18 March 2020, 4.30 PM - 4 March 2020, 5.30 PM

G10, 43 Woodland Road



A talk by Professor Gil Gambash, University of Haifa

Significant stretches of the Mediterranean coastline lie in proximity to arid or semi-arid micro-regions, particularly, though not exclusively, along the shores of Africa and the Levant. The intense connectivity produced during antiquity by Mediterranean networks generated the circulation of knowledge, influence, and wealth, as well as the mobility of motivated groups. Together, they could potentially play a significant part in nurturing the growth of desert cultures and economies, so long as the latter chose to ‘plug into the web’ through coastal portals. In this lecture, I shall examine aspects of ecology, economy, and culture in the late-antique Southern Levant, seeking to offer an initial evaluation of the dependency of local routine on Mediterranean networks, and the extent to which local resilience was determined by regional factors.

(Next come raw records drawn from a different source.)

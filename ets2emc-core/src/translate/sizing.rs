//! Sizing and padding policies to scaling behaviour.

use super::Context;
use crate::path::Path;
use crate::target::job::ScalingBehavior;

const SCALING_DOCS: &str = "https://docs.aws.amazon.com/mediaconvert/latest/ug/video-scaling.html";

/// Translates a sizing policy and padding policy pair. `None` leaves the
/// target default, which is fit with padding.
pub fn scaling_behavior(
    sizing_policy: Option<&str>,
    padding_policy: Option<&str>,
    path: &Path,
    cx: &mut Context<'_>,
) -> Option<ScalingBehavior> {
    let padded = padding_policy == Some("Pad");
    let sizing_path = path.key("sizingPolicy");

    match sizing_policy? {
        "Fit" if padded => None,
        "Fit" => Some(ScalingBehavior::Fit),
        "Fill" => Some(ScalingBehavior::Fill),
        "Stretch" => Some(ScalingBehavior::StretchToOutput),
        "Keep" => {
            cx.warn(
                &sizing_path,
                format!(
                    "MediaConvert does not have equivalent \"Keep\" sizing policy. The default \
                     sizing policy will be used, which is fit with padding. For more info see {SCALING_DOCS}"
                ),
            );
            None
        }
        "ShrinkToFit" => {
            if padded {
                cx.warn(
                    &sizing_path,
                    format!(
                        "MediaConvert does not add padding when you choose Fit without upscaling. \
                         For more info see {SCALING_DOCS}"
                    ),
                );
            }
            Some(ScalingBehavior::FitNoUpscale)
        }
        "ShrinkToFill" => {
            cx.warn(
                &sizing_path,
                format!(
                    "MediaConvert does not have equivalent \"ShrinkToFill\" sizing policy. The \
                     sizing policy \"Fill\" is used. For more info see {SCALING_DOCS}"
                ),
            );
            Some(ScalingBehavior::Fill)
        }
        _ => None,
    }
}
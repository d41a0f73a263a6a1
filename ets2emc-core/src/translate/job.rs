// ============================================================================
// ets2emc-core/src/translate/job.rs
// ============================================================================
//
// JOB TRANSLATION: Whole-job orchestration
//
// Inputs are translated first so the caption selectors of the first input are
// available when sidecar caption outputs are built. Output groups follow in a
// fixed order: playlist groups, then file groups for standalone outputs, then
// thumbnail groups, each in source order.

use super::audio::AUDIO_SELECTOR_NAME;
use super::captions::translate_input_captions;
use super::encryption::translate_decryption;
use super::output_group::{file_group, playlist_group, thumbnail_group};
use super::time_span::translate_time_span;
use super::Context;
use crate::config::ConvertConfig;
use crate::diagnostics::Diagnostics;
use crate::error::CoreResult;
use crate::source::{Job, JobInput, JobSource};
use crate::target::job::{AudioSelector, Input, JobDocument, JobSettings, OutputGroup};
use crate::target::render;
use log::debug;
use serde_json::Value;
use std::collections::BTreeMap;

/// Translates a job, or a job template when a template name is configured.
///
/// Translation always produces a document; per-field problems are reported in
/// the returned diagnostics.
pub fn translate_job(source: &JobSource, config: &ConvertConfig) -> (JobDocument, Diagnostics) {
    let mut cx = Context::new(config);
    let job = &source.job;
    debug!(
        "Translating job {} with {} input(s), {} output(s) and {} playlist(s)",
        job.id.as_deref().unwrap_or("<unnamed>"),
        job.inputs.len(),
        job.outputs.len(),
        job.playlists.len()
    );

    let inputs: Vec<Input> = job
        .inputs
        .iter()
        .map(|input| translate_input(source, input, &mut cx))
        .collect();

    let selectors = inputs
        .first()
        .map(|input| input.caption_selectors.as_slice())
        .unwrap_or_default();

    let mut output_groups: Vec<OutputGroup> = job
        .playlists
        .iter()
        .filter_map(|playlist| playlist_group(source, playlist, selectors, &mut cx))
        .collect();
    for output in job.standalone_outputs() {
        output_groups.push(file_group(source, output, selectors, &mut cx));
    }
    for output in &job.outputs {
        output_groups.extend(thumbnail_group(source, output, &mut cx));
    }

    let template = config.is_template();
    let document = JobDocument {
        name: config.template_name.clone(),
        description: config.description.clone().filter(|_| template),
        category: config.category.clone().filter(|_| template),
        role: config.role_arn.clone().filter(|_| !template),
        settings: JobSettings {
            inputs,
            output_groups,
        },
    };

    let diagnostics = cx.into_diagnostics();
    debug!("Job translation recorded {} diagnostic(s)", diagnostics.len());
    (document, diagnostics)
}

fn translate_input(source: &JobSource, input: &JobInput, cx: &mut Context<'_>) -> Input {
    let input_bucket = source.pipeline.input_bucket();

    let file_input = (!cx.config.is_template()).then(|| {
        format!(
            "s3://{input_bucket}/{}",
            input.key.as_deref().unwrap_or_default()
        )
    });

    let mut audio_selectors = BTreeMap::new();
    if source.has_output_audio() {
        audio_selectors.insert(
            AUDIO_SELECTOR_NAME.to_string(),
            AudioSelector {
                default_selection: "DEFAULT",
            },
        );
    }

    Input {
        file_input,
        audio_selectors,
        caption_selectors: translate_input_captions(
            input.input_captions.as_ref(),
            &source.job,
            input_bucket,
            cx,
        ),
        decryption_settings: input
            .encryption
            .as_ref()
            .map(|encryption| translate_decryption(encryption, cx)),
        input_clippings: input
            .time_span
            .as_ref()
            .map(|span| translate_time_span(span, cx))
            .unwrap_or_default(),
    }
}

/// Renders a translated job. Outside template mode the source user metadata
/// is attached after casing, so its keys are never re-cased.
pub fn render_job(document: &JobDocument, job: &Job, config: &ConvertConfig) -> CoreResult<Value> {
    let mut value = render(document, config.camel_case_output)?;
    if let (Some(metadata), false, Value::Object(map)) =
        (&job.user_metadata, config.is_template(), &mut value)
    {
        let key = if config.camel_case_output {
            "userMetadata"
        } else {
            "UserMetadata"
        };
        map.insert(key.to_string(), Value::Object(metadata.clone()));
    }
    Ok(value)
}
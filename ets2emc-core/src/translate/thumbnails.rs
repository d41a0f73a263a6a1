//! Thumbnail settings to frame-capture output settings.

use super::sizing::scaling_behavior;
use super::{Context, parse_int};
use crate::source::Thumbnails;
use crate::target::codec::{FrameCaptureSettings, VideoCodecSettings};
use crate::target::job::{Container, ContainerSettings, Output, VideoDescription};
use crate::target::PresetSettings;

/// Translates preset thumbnails into a RAW frame-capture output capturing one
/// frame every `interval` seconds.
pub fn translate_thumbnails(thumbnails: &Thumbnails, cx: &mut Context<'_>) -> PresetSettings {
    if thumbnails.format.as_deref() == Some("png") {
        cx.warn(
            &thumbnails.path.key("format"),
            "MediaConvert does not support PNG thumbnails.",
        );
    }

    PresetSettings {
        container_settings: Some(ContainerSettings {
            container: Container::Raw,
        }),
        audio_descriptions: Vec::new(),
        video_description: Some(VideoDescription {
            codec_settings: Some(VideoCodecSettings::FrameCapture {
                settings: FrameCaptureSettings {
                    framerate_numerator: Some(1),
                    framerate_denominator: parse_int(thumbnails.interval.as_deref()),
                },
            }),
            width: parse_int(thumbnails.max_width.as_deref()),
            height: parse_int(thumbnails.max_height.as_deref()),
            scaling_behavior: scaling_behavior(
                thumbnails.sizing_policy.as_deref(),
                thumbnails.padding_policy.as_deref(),
                &thumbnails.path,
                cx,
            ),
            video_preprocessors: None,
        }),
    }
}

impl From<PresetSettings> for Output {
    fn from(settings: PresetSettings) -> Self {
        Output {
            container_settings: settings.container_settings,
            audio_descriptions: settings.audio_descriptions,
            video_description: settings.video_description,
            ..Output::default()
        }
    }
}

Gil Gambash is a classical historian of the Mediterranean, and co-founder and director of the Haifa Center for Mediterranean History. For 2020, he is a Leverhulme Visiting Professor at the Institute of Classical Studies (London), working on ecological perspectives of Mediterranean societies. His current project focuses on arid areas and their interaction with the maritime sphere to explain primary production modes, consumption habits, and economic dependencies. The launching point of the project is the southern Levantine Negev and its dominant wine industry, which relied on carefully devised runoff farming.

This lecture is hosted by the Department of Anthropology & Archaeology in collaboration with The Cabot Institute for the Environment and Migration Mobilities Bristol.